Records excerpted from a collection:
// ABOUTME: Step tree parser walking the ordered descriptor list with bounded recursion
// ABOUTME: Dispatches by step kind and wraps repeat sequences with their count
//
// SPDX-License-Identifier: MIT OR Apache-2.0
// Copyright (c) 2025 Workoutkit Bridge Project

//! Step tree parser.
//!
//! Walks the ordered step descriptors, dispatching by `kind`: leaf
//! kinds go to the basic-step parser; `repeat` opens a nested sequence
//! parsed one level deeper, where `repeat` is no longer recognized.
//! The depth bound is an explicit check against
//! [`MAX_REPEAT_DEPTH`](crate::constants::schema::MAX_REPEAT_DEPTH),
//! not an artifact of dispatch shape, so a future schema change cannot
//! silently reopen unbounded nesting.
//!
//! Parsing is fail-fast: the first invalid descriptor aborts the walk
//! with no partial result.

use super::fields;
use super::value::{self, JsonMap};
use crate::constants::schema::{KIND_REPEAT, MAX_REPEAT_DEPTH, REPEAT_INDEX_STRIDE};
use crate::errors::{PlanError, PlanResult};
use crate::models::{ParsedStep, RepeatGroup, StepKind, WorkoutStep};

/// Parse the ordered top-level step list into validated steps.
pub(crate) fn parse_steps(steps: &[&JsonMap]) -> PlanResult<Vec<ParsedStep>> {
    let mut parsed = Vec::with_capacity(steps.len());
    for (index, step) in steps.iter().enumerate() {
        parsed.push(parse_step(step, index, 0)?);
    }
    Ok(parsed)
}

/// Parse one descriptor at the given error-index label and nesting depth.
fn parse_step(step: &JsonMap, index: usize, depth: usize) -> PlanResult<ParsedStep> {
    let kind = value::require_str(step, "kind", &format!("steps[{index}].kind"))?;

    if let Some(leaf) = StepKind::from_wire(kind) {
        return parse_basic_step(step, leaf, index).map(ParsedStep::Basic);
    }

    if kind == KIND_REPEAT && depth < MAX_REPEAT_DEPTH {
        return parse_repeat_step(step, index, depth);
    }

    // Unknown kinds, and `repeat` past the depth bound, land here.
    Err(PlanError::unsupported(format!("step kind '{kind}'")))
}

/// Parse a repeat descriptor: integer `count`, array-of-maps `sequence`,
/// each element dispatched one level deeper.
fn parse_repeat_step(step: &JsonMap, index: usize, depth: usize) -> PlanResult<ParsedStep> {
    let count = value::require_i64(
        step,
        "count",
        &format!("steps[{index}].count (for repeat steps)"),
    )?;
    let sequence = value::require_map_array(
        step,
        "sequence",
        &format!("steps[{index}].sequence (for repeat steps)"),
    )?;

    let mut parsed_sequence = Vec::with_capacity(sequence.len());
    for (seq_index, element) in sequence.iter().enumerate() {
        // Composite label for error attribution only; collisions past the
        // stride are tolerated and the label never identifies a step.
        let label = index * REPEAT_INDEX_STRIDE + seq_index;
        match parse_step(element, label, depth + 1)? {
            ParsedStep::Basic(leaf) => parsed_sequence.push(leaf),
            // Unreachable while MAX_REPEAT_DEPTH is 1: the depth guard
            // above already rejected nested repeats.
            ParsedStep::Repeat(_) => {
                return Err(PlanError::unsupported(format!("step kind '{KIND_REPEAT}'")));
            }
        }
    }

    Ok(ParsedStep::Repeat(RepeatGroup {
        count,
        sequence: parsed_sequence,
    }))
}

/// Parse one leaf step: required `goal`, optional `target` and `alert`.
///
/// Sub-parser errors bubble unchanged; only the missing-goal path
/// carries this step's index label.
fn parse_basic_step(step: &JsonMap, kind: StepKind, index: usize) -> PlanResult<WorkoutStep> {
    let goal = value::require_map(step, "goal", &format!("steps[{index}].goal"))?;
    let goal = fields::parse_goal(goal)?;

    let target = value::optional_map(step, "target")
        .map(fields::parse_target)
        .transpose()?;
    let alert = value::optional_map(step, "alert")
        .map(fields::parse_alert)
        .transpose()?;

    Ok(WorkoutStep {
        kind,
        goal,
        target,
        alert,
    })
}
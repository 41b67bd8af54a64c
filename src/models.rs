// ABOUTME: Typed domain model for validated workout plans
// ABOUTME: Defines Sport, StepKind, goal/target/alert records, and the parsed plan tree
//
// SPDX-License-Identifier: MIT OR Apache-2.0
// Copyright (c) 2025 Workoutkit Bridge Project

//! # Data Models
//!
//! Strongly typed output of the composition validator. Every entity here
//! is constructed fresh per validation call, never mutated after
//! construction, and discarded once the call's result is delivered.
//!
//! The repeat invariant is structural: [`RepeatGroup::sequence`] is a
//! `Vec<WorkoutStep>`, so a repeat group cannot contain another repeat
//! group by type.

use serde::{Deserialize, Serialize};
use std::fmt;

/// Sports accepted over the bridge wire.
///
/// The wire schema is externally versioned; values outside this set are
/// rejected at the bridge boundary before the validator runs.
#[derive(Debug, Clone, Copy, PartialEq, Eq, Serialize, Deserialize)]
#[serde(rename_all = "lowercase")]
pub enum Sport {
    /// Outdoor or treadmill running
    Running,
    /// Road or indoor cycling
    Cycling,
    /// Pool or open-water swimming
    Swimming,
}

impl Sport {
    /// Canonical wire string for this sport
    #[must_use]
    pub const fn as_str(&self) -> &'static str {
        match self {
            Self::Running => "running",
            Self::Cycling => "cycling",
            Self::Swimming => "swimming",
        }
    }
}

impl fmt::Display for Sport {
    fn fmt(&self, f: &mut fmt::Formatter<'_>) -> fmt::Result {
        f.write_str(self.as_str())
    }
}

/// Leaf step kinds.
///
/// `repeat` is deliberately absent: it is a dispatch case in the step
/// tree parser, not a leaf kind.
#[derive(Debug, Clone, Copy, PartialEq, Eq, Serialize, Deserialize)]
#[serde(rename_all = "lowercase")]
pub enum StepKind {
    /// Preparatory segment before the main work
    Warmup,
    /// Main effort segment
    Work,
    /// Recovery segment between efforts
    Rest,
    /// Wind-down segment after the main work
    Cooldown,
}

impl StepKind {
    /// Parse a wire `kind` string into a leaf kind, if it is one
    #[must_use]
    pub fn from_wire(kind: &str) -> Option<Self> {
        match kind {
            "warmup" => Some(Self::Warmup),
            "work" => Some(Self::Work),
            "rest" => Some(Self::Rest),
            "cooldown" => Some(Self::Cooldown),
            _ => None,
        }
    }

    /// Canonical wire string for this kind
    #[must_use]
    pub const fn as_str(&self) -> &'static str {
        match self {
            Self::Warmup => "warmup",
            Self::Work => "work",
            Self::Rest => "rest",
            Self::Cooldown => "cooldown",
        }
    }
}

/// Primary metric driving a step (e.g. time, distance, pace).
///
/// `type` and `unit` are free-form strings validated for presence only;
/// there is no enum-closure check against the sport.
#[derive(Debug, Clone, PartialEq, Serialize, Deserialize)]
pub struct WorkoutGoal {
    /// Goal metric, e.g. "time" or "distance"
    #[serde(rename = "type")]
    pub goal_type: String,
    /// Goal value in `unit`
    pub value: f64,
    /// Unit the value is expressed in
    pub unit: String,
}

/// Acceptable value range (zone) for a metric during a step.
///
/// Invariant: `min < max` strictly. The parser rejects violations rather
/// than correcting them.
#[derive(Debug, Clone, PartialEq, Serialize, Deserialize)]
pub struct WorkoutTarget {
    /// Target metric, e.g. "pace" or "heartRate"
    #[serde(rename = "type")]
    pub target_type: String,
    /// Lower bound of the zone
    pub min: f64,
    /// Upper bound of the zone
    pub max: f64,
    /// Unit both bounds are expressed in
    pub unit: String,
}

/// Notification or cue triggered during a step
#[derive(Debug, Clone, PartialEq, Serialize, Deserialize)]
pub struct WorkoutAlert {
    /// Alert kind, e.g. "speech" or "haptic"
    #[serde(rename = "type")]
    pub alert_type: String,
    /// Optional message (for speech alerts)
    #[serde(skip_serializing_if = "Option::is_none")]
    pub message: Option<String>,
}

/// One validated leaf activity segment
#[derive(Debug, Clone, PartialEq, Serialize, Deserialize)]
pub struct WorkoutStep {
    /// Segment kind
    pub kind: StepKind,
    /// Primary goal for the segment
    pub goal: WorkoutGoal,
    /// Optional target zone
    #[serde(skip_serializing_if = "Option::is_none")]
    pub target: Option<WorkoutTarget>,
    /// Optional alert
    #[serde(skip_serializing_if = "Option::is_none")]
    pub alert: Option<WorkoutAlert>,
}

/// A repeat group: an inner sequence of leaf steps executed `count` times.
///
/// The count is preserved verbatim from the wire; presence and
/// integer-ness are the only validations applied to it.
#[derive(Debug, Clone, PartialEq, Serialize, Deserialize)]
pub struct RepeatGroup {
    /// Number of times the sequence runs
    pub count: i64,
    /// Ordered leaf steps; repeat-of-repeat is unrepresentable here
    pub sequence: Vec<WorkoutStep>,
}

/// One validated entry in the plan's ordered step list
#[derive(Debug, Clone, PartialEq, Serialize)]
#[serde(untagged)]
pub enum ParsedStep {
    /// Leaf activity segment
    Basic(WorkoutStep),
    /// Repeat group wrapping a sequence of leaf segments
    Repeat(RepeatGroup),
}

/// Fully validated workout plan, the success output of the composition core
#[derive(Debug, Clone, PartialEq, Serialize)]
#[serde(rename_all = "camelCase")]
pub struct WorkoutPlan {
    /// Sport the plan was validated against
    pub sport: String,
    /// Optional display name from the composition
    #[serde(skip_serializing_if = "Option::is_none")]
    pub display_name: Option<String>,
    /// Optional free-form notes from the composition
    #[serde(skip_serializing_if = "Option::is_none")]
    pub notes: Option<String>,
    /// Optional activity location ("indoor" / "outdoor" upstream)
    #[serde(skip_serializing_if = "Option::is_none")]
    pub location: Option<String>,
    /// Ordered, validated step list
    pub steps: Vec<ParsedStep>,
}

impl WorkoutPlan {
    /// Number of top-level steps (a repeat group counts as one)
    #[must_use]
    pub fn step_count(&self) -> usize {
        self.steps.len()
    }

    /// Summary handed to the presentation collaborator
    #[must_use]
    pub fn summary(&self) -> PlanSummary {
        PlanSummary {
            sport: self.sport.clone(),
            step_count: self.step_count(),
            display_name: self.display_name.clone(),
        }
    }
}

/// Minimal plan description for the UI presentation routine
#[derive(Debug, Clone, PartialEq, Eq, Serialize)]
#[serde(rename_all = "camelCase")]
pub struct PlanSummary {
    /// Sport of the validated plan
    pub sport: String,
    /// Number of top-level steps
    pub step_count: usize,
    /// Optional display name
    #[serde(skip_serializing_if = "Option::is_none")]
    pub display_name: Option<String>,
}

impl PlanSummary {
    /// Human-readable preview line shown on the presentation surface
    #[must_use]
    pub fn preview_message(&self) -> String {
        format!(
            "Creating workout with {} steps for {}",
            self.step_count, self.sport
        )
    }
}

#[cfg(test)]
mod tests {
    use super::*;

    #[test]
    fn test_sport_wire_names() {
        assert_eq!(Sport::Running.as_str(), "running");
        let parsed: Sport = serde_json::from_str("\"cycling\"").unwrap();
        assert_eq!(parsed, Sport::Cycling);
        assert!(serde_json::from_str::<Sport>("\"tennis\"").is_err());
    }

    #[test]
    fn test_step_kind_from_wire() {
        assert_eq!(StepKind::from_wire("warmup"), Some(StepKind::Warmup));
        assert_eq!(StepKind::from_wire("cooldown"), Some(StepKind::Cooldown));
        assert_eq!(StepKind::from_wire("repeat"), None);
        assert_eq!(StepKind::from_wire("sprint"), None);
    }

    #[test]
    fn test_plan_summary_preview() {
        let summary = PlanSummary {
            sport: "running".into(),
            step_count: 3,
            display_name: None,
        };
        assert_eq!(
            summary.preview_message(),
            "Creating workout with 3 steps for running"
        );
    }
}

• _What is required_:
Write out a verbatim copy of the data, beginning with its first line and ending with the line that contains "for (index, step)".

• _Answer space_:
// ABOUTME: Step tree parser walking the ordered descriptor list with bounded recursion
// ABOUTME: Dispatches by step kind and wraps repeat sequences with their count
//
// SPDX-License-Identifier: MIT OR Apache-2.0
// Copyright (c) 2025 Workoutkit Bridge Project

//! Step tree parser.
//!
//! Walks the ordered step descriptors, dispatching by `kind`: leaf
//! kinds go to the basic-step parser; `repeat` opens a nested sequence
//! parsed one level deeper, where `repeat` is no longer recognized.
//! The depth bound is an explicit check against
//! [`MAX_REPEAT_DEPTH`](crate::constants::schema::MAX_REPEAT_DEPTH),
//! not an artifact of dispatch shape, so a future schema change cannot
//! silently reopen unbounded nesting.
//!
//! Parsing is fail-fast: the first invalid descriptor aborts the walk
//! with no partial result.

use super::fields;
use super::value::{self, JsonMap};
use crate::constants::schema::{KIND_REPEAT, MAX_REPEAT_DEPTH, REPEAT_INDEX_STRIDE};
use crate::errors::{PlanError, PlanResult};
use crate::models::{ParsedStep, RepeatGroup, StepKind, WorkoutStep};

/// Parse the ordered top-level step list into validated steps.
pub(crate) fn parse_steps(steps: &[&JsonMap]) -> PlanResult<Vec<ParsedStep>> {
    let mut parsed = Vec::with_capacity(steps.len());
    for (index, step) in steps.iter().enumerate() {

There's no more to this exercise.